As part of the Aembit Workload IAM Platform, we make use of RDS PostgreSQL instances deployed in AWS for online transaction processing. Originally, we deployed a primary RDS instance in a single region, with one or more read-replica instances deployed in the same region for resilience. Additionally, we replicated our database snapshots to an alternate region to facilitate disaster recovery.
With this architecture, we observed two primary limitations:
No automatic failover between RDS instances. In the case of primary instance failure, our monitoring infrastructure needed to detect and report on the failure, and then we needed to promote one of the read replicas to be the primary instance. We also needed to redirect our software to connect to the newly promoted instance. Automation of this process required that we develop and maintain our own system to perform these operations in the event of RDS failure.
No multi-region redundancy. If AWS experienced a regional outage, we needed to deploy a new RDS instance in an alternate region using a stored backup.
Given these concerns, we began the process of migrating our AWS RDS PostgreSQL instances to AWS Aurora. In this post, we’d like to share a bit about our thought process, and some of the challenges we encountered during this exercise.
With respect to the limitations described above, Aurora provides:
Automatic failover between instances. Within a single region, if a failure is detected on a primary Aurora DB instance, failover to a replica Aurora DB instance is automatic. The Aurora cluster within a region provides a single endpoint for our software to connect to, so software requires no modification to maintain connectivity with the Aurora cluster.
Multi-region redundancy. Aurora provides the option of a global cluster, whereby we can deploy Aurora in multiple regions. Failover to another region is not automatic, but switching to an active Aurora cluster in another region obviates the need to restore a DB instance from backup, which should streamline our disaster recovery scenarios.
We did have some concerns about Aurora compared with RDS PostgreSQL, including:
Cost. Aurora is not ideal for smaller DB deployments because the minimum DB instance type supported is ‘db.t3.medium.’ For global clusters, the minimum instance requirement is one of the ‘db.r5’ or ‘db.r6’ memory-optimized instance types.
Automated cross-region backups. AWS RDS PostgreSQL supports replication of backups to an alternate region. With Aurora, cross-region backups cannot be configured through Aurora directly, but must be implemented through Lambda, systems manager automation, or AWS Backup.
No upgrade logs can be published to Amazon CloudWatch, only PostgreSQL logs.
Delays. Occasionally, we see the Aurora PostgreSQL engine version lag behind AWS RDS PostgreSQL, but this has not been considered to be a severe limitation.
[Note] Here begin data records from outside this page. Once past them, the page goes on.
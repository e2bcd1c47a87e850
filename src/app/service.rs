//! Monitor service — the per-iteration orchestration.
//!
//! [`MonitorService`] owns the classifier, the alert sequencer and the
//! report latch, and borrows the shared [`SharedStatus`] record that the
//! input ISRs also write.  All I/O flows through port traits passed in at
//! call sites.
//!
//! ```text
//!  SensorPort ──▶ ┌──────────────────────────────┐ ──▶ EventSink
//!                 │        MonitorService         │
//!  AlertPort  ◀── │ Classifier · Alert · Reporter │
//!  DisplayPort ◀──└──────────────────────────────┘
//! ```
//!
//! One call to [`MonitorService::tick`] is one main-loop iteration:
//!
//! 1. honour a pending reset request
//! 2. sample, store the temperature, classify
//! 3. redraw the display frame
//! 4. run the alert cycle and drive matrix / RGB / buzzer
//! 5. report latch; every `report_interval_ms` also a status snapshot

use log::{error, info};

use crate::alert::{AlertSequencer, MatrixCommand, COLOUR_OFF};
use crate::classifier::{StatusClassifier, Thresholds};
use crate::config::MonitorConfig;
use crate::display::compose_frame;
use crate::error::Result;
use crate::report::{ReportLatch, StatusReport};
use crate::sensors::SensorSample;
use crate::status::{SharedStatus, StatusSnapshot, SystemState};

use super::events::AppEvent;
use super::ports::{AlertPort, DisplayPort, EventSink, SensorPort};

/// The service orchestrates all domain logic for one device.
pub struct MonitorService<'a> {
    status: &'a SharedStatus,
    config: MonitorConfig,
    classifier: StatusClassifier,
    sequencer: AlertSequencer,
    latch: ReportLatch,
    report_every: u32,
    tick_count: u64,
    last_sample: SensorSample,
    last_hazard: bool,
}

impl<'a> MonitorService<'a> {
    /// Validate the configuration and build the service.
    pub fn new(config: MonitorConfig, status: &'a SharedStatus) -> Result<Self> {
        config.validate()?;
        let thresholds = Thresholds::from_config(&config);
        Ok(Self {
            status,
            classifier: StatusClassifier::new(thresholds),
            sequencer: AlertSequencer::new(thresholds, config.countdown_start),
            latch: ReportLatch::new(),
            report_every: config.report_every_ticks(),
            tick_count: 0,
            last_sample: SensorSample::default(),
            last_hazard: status.hazard(),
            config,
        })
    }

    // ── Lifecycle ─────────────────────────────────────────────

    /// Blank the indicator matrix and announce the initial state.
    pub fn start(&mut self, hw: &mut impl AlertPort, sink: &mut impl EventSink) {
        hw.show_matrix(MatrixCommand::Clear);
        let state = self.status.state();
        sink.emit(&AppEvent::Started(state));
        info!("MonitorService started in {}", state.name());
    }

    // ── Per-iteration orchestration ───────────────────────────

    /// Run one main-loop iteration.
    pub fn tick(
        &mut self,
        hw: &mut (impl SensorPort + AlertPort + DisplayPort),
        sink: &mut impl EventSink,
    ) {
        self.tick_count += 1;

        // 1. Reset requests are latched by the ISR and served here.
        if self.status.take_reset_request() {
            error!("Reset requested by operator");
            sink.emit(&AppEvent::ResetRequested);
            hw.request_reset();
        }

        // 2. Sample and classify.
        let sample = hw.read_sample();
        self.last_sample = sample;
        self.status.set_temperature_c(sample.temperature_c);
        let (prev, now) = self.classifier.update(self.status);
        if prev != now {
            sink.emit(&AppEvent::StateChanged {
                from: prev,
                to: now,
            });
        }

        let snap = self.status.snapshot();
        if snap.hazard != self.last_hazard {
            self.last_hazard = snap.hazard;
            info!("Hazard override {}", if snap.hazard { "SET" } else { "CLEARED" });
            sink.emit(&AppEvent::HazardChanged(snap.hazard));
        }

        // 3. Display.
        hw.draw(&compose_frame(sample.raw_x, sample.raw_y, snap.border));

        // 4. Alert outputs.
        self.apply_alerts(&snap, hw, sink);

        // 5. Status at the slower cadence; the alarm latch sees every tick
        //    so a short episode is still reported when it opens.
        if (self.tick_count - 1) % u64::from(self.report_every) == 0 {
            self.report_status(&snap, sink);
        }
        let thresholds = *self.classifier.thresholds();
        if let Some(report) = self.latch.maybe_report(&thresholds, &snap) {
            sink.emit(&AppEvent::Alarm(report));
        }
    }

    // ── Queries ───────────────────────────────────────────────

    /// Current classified state.
    pub fn state(&self) -> SystemState {
        self.status.state()
    }

    /// Current countdown value.
    pub fn countdown(&self) -> u8 {
        self.sequencer.countdown().value()
    }

    /// Whether an alarm report was already emitted in this episode.
    pub fn report_latched(&self) -> bool {
        self.latch.is_set()
    }

    /// Total iterations executed since startup.
    pub fn tick_count(&self) -> u64 {
        self.tick_count
    }

    pub fn config(&self) -> &MonitorConfig {
        &self.config
    }

    /// Build a status snapshot from the last sample without emitting it.
    pub fn build_status(&self) -> StatusReport {
        StatusReport::build(
            self.classifier.thresholds(),
            &self.status.snapshot(),
            &self.last_sample,
            self.countdown(),
        )
    }

    // ── Internal ──────────────────────────────────────────────

    fn apply_alerts(
        &mut self,
        snap: &StatusSnapshot,
        hw: &mut impl AlertPort,
        sink: &mut impl EventSink,
    ) {
        let outcome = self.sequencer.run_cycle(snap);
        let action = outcome.action;

        hw.show_matrix(action.matrix);

        // The LED-enable flag only gates the RGB output.
        if !snap.leds_enabled {
            hw.set_rgb(COLOUR_OFF);
        } else if let Some(rgb) = action.rgb {
            hw.set_rgb(rgb);
        }

        if action.sound_burst {
            hw.sound_burst();
        }

        if outcome.newly_exhausted {
            sink.emit(&AppEvent::CountdownExhausted {
                temperature_c: snap.temperature_c,
                hazard: snap.hazard,
            });
        }
    }

    fn report_status(&self, snap: &StatusSnapshot, sink: &mut impl EventSink) {
        sink.emit(&AppEvent::Status(StatusReport::build(
            self.classifier.thresholds(),
            snap,
            &self.last_sample,
            self.countdown(),
        )));
    }
}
Our current AWS RDS infrastructure is fully managed through Terraform, and for the migration to Aurora, we had the following requirements:
1) Existing RDS data must be preserved.
2) The Aurora infrastructure must be wholly managed through Terraform templates.
For point No. 2, we understood that several manual steps may be required during the migration process, but after the migration is complete, there should be no further manual intervention required – the resultant infrastructure should be fully managed through Terraform.
Make a backup of the existing RDS database before migration (‘Take Snapshot’ from the ‘Actions’ menu).